▶ **Directions**
When the string "UpdateDepartmentRequest" appears in a line of the records, show the whole line.

▶ **Task material**
use serde::{Deserialize, Serialize};

/// 默认开课容量
pub const DEFAULT_MAX_STUDENTS: i32 = 50;

// 开课：某门课程在某学期由某位教师讲授
#[derive(Debug, Clone, Serialize, Deserialize)]
pub struct CourseOffering {
    pub id: i64,
    pub course_id: i64,
    pub teacher_id: i64,
    pub semester: String,
    pub max_students: i32,
    pub current_students: i32,
    pub status: bool,
    pub created_at: chrono::DateTime<chrono::Utc>,
    pub updated_at: chrono::DateTime<chrono::Utc>,
}

// 开课详情（附带课程与教师信息）
#[derive(Debug, Clone, Serialize)]
pub struct OfferingDetail {
    #[serde(flatten)]
    pub offering: CourseOffering,
    pub course_code: String,
    pub course_name: String,
    pub credits: f64,
    pub teacher_no: String,
    pub teacher_name: String,
}
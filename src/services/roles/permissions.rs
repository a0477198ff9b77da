use actix_web::{HttpRequest, HttpResponse, Result as ActixResult};

use super::RoleService;
use crate::models::{ApiResponse, ErrorCode, roles::requests::AssignPermissionsRequest};
use crate::services::{internal_error, invalidate_principals, not_found, reference_error};

pub async fn get_role_permissions(
    service: &RoleService,
    role_id: i64,
    request: &HttpRequest,
) -> ActixResult<HttpResponse> {
    let storage = service.get_storage(request)?;

    match storage.get_role_by_id(role_id).await {
        Ok(Some(_)) => {}
        Ok(None) => return Ok(not_found(ErrorCode::RoleNotFound, "角色不存在")),
        Err(e) => return Ok(internal_error("获取角色权限失败", e)),
    }

    match storage.get_role_permissions(role_id).await {
        Ok(perms) => Ok(HttpResponse::Ok().json(ApiResponse::success(perms, "获取角色权限成功"))),
        Err(e) => Ok(internal_error("获取角色权限失败", e)),
    }
}

/// 整体替换角色权限，之后所有已缓存的认证主体失效
pub async fn assign_permissions(
    service: &RoleService,
    role_id: i64,
    assign: AssignPermissionsRequest,
    request: &HttpRequest,
) -> ActixResult<HttpResponse> {
    let storage = service.get_storage(request)?;

    match storage.set_role_permissions(role_id, assign.permission_ids).await {
        Ok(()) => {
            invalidate_principals(request).await;
            match storage.get_role_detail(role_id).await {
                Ok(Some(detail)) => {
                    Ok(HttpResponse::Ok().json(ApiResponse::success(detail, "权限分配成功")))
                }
                Ok(None) => Ok(not_found(ErrorCode::RoleNotFound, "角色不存在")),
                Err(e) => Ok(internal_error("权限分配后读取角色失败", e)),
            }
        }
        Err(e) => Ok(reference_error(
            e,
            &[("角色", ErrorCode::RoleNotFound), ("部分权限", ErrorCode::PermissionNotFound)],
            ErrorCode::Conflict,
            "分配权限失败",
        )),
    }
}
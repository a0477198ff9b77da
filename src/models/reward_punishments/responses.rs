use super::entities::RewardPunishmentDetail;
use crate::models::common::PaginatedResponse;
use serde::Serialize;

pub type RewardPunishmentListResponse = PaginatedResponse<RewardPunishmentDetail>;

#[derive(Debug, Clone, Serialize)]
pub struct CategoryCount {
    pub kind: String,
    pub category: String,
    pub count: i64,
}

#[derive(Debug, Clone, Serialize)]
pub struct RewardPunishmentStatistics {
    pub total: i64,
    pub rewards: i64,
    pub punishments: i64,
    pub by_category: Vec<CategoryCount>,
}
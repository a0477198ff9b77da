pub mod list;
pub mod manage;

use actix_web::{HttpRequest, HttpResponse, Result as ActixResult};

use crate::models::departments::requests::{
    CreateDepartmentRequest, DepartmentListParams, UpdateDepartmentRequest,
};

define_service!(DepartmentService);

impl DepartmentService {
    pub async fn list_departments(
        &self,
        query: DepartmentListParams,
        request: &HttpRequest,
    ) -> ActixResult<HttpResponse> {
        list::list_departments(self, query, request).await
    }

    pub async fn list_all_departments(&self, request: &HttpRequest) -> ActixResult<HttpResponse> {
        list::list_all_departments(self, request).await
    }

    // 部门树
    pub async fn department_tree(&self, request: &HttpRequest) -> ActixResult<HttpResponse> {
        list::department_tree(self, request).await
    }

    pub async fn get_department(
        &self,
        dept_id: i64,
        request: &HttpRequest,
    ) -> ActixResult<HttpResponse> {
        list::get_department(self, dept_id, request).await
    }

    pub async fn create_department(
        &self,
        dept: CreateDepartmentRequest,
        request: &HttpRequest,
    ) -> ActixResult<HttpResponse> {
        manage::create_department(self, dept, request).await
    }

    pub async fn update_department(
        &self,
        dept_id: i64,
        update: UpdateDepartmentRequest,
        request: &HttpRequest,
    ) -> ActixResult<HttpResponse> {
        manage::update_department(self, dept_id, update, request).await
    }

    pub async fn delete_department(
        &self,
        dept_id: i64,
        request: &HttpRequest,
    ) -> ActixResult<HttpResponse> {
        manage::delete_department(self, dept_id, request).await
    }
}
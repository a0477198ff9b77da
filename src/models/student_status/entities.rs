use serde::{Deserialize, Serialize};

crate::define_string_enum! {
    /// 学籍状态：在读 / 休学 / 复学 / 转学 / 退学 / 毕业
    pub enum StatusType {
        Enrolled => "enrolled",
        Suspended => "suspended",
        Resumed => "resumed",
        Transferred => "transferred",
        Withdrawn => "withdrawn",
        Graduated => "graduated",
    }
}

// 学籍变动记录
#[derive(Debug, Clone, Serialize, Deserialize)]
pub struct StudentStatusRecord {
    pub id: i64,
    pub student_id: i64,
    pub status_type: StatusType,
    pub effective_date: chrono::NaiveDate,
    pub end_date: Option<chrono::NaiveDate>,
    pub reason: Option<String>,
    pub handler_id: Option<i64>,
    pub created_at: chrono::DateTime<chrono::Utc>,
}

// 带学生信息的学籍记录
#[derive(Debug, Clone, Serialize)]
pub struct StudentStatusDetail {
    #[serde(flatten)]
    pub record: StudentStatusRecord,
    pub student_no: String,
    pub student_name: String,
    pub handler_name: Option<String>,
}
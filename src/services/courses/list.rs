use actix_web::{HttpRequest, HttpResponse, Result as ActixResult};

use super::CourseService;
use crate::models::{ApiResponse, ErrorCode, courses::requests::CourseListParams};
use crate::services::{internal_error, not_found};

pub async fn list_courses(
    service: &CourseService,
    query: CourseListParams,
    request: &HttpRequest,
) -> ActixResult<HttpResponse> {
    let storage = service.get_storage(request)?;

    match storage.list_courses_with_pagination(query).await {
        Ok(response) => Ok(HttpResponse::Ok().json(ApiResponse::success(response, "获取课程列表成功"))),
        Err(e) => Ok(internal_error("获取课程列表失败", e)),
    }
}

pub async fn get_course(
    service: &CourseService,
    course_id: i64,
    request: &HttpRequest,
) -> ActixResult<HttpResponse> {
    let storage = service.get_storage(request)?;

    match storage.get_course_by_id(course_id).await {
        Ok(Some(course)) => Ok(HttpResponse::Ok().json(ApiResponse::success(course, "获取课程成功"))),
        Ok(None) => Ok(not_found(ErrorCode::CourseNotFound, "课程不存在")),
        Err(e) => Ok(internal_error("获取课程失败", e)),
    }
}
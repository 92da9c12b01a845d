//! Output formatter trait for CLI results.

use anyhow::Result;
use protolane_core::ExtractionReport;
use protolane_core::RelayResponse;
use serde::Serialize;
use std::path::Path;

/// What a compile run produced.
#[derive(Debug)]
pub struct CompileSummary<'a> {
    pub input: &'a Path,
    pub output: &'a Path,
    pub schema_files: &'a [String],
    pub descriptor_bytes: usize,
}

/// Common output formatter trait
pub trait OutputFormatter {
    /// Format extraction result
    fn format_extraction_result(
        &self,
        output_dir: &Path,
        schema_files: &[String],
        report: &ExtractionReport,
    ) -> Result<()>;

    /// Format compilation result
    fn format_compile_result(&self, summary: &CompileSummary<'_>) -> Result<()>;

    /// Format relay result; `saved_to` is set when the body went to a file
    fn format_relay_result(&self, response: &RelayResponse, saved_to: Option<&Path>)
    -> Result<()>;

    /// Format warning message
    fn format_warning(&self, message: &str);
}

/// Generic JSON output structure
#[derive(Debug, Serialize)]
pub struct JsonOutput<T> {
    pub operation: String,
    pub status: Status,
    #[serde(skip_serializing_if = "Option::is_none")]
    pub data: Option<T>,
    #[serde(skip_serializing_if = "Option::is_none")]
    pub error: Option<String>,
}

#[derive(Debug, Serialize)]
#[serde(rename_all = "lowercase")]
pub enum Status {
    Success,
    Warning,
}

impl<T: Serialize> JsonOutput<T> {
    pub fn success(operation: impl Into<String>, data: T) -> Self {
        Self {
            operation: operation.into(),
            status: Status::Success,
            data: Some(data),
            error: None,
        }
    }

    pub fn warning(operation: impl Into<String>, message: impl Into<String>) -> JsonOutput<()> {
        JsonOutput {
            operation: operation.into(),
            status: Status::Warning,
            data: None,
            error: Some(message.into()),
        }
    }
}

▶ **Task result**
    CreateDepartmentRequest, DepartmentListParams, UpdateDepartmentRequest,
        update: UpdateDepartmentRequest,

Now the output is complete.